Thanks blam and Freedom44. Here's a (literal) blast from the past, probably has a full thread somewhere on FR:
Space impact 'saved Christianity'
by Dr David Whitehouse
Monday, 23 June, 2003
It was just before a decisive battle for control of Rome and the empire that Constantine saw a blazing light cross the sky and attributed his subsequent victory to divine help from a Christian God. Constantine went on to consolidate his grip on power and ordered that persecution of Christians cease and their religion receive official status... Jens Ormo, a Swedish geologist, and colleagues working in Italy believe Constantine witnessed a meteoroid impact.
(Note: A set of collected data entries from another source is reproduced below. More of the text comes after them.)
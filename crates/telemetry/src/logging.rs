//! Structured logging setup.

use tracing_subscriber::{fmt, layer::SubscriberExt, util::SubscriberInitExt, EnvFilter};

/// Initialize structured logging with environment-based filtering.
///
/// # Arguments
/// * `log_level` - Optional log level override (e.g., "info", "debug", "error")
pub fn init_logging(log_level: Option<&str>) -> anyhow::Result<()> {
    let filter = if let Some(level) = log_level {
        EnvFilter::new(level)
    } else {
        EnvFilter::try_from_default_env().unwrap_or_else(|_| EnvFilter::new("info"))
    };

    tracing_subscriber::registry()
        .with(filter)
        .with(fmt::layer().json())
        .init();

    Ok(())
}
//! Audit sampling for loader iterations.

use serde::Serialize;
use std::fs::OpenOptions;
use std::io::Write;
use std::path::Path;

/// Append one JSON line describing a loader iteration to the sample file.
///
/// A `None` path disables sampling; errors opening or writing the file are
/// surfaced to the caller, which treats them as non-fatal.
pub fn write_audit_sample<P: AsRef<Path>, T: Serialize>(
    path: Option<P>,
    payload: &T,
) -> anyhow::Result<()> {
    if let Some(audit_path) = path {
        let json = serde_json::to_string(payload)?;
        let mut file = OpenOptions::new()
            .create(true)
            .append(true)
            .open(&audit_path)?;
        writeln!(file, "{}", json)?;
    }
    Ok(())
}
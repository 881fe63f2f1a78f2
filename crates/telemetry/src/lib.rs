//! Observability for the Art Institute exhibitions loader.

pub mod audit;
pub mod logging;
pub mod metrics;

pub use logging::init_logging;
pub use metrics::Metrics;
//! Error types for API fetching.

use thiserror::Error;

/// Failures raised by the exhibitions API client.
///
/// All of these are fatal to a run; nothing upstream retries them.
#[derive(Debug, Error)]
pub enum ApiError {
    #[error("exhibitions request failed with status {0}")]
    Status(reqwest::StatusCode),
    #[error("exhibitions response is missing the `data` array")]
    MissingData,
    #[error(transparent)]
    Http(#[from] reqwest::Error),
}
The research team believes it has identified what remains of the impactor's crater. It is the small, circular Cratere del Sirente in central Italy. It is clearly an impact crater, Ormo says, because its shape fits and it is also surrounded by numerous smaller, secondary craters, gouged out by ejected debris, as expected from impact models. Radiocarbon dating puts the crater's formation at about the right time to have been witnessed by Constantine and there are magnetic anomalies detected around the secondary craters - possibly due to magnetic fragments from the meteorite.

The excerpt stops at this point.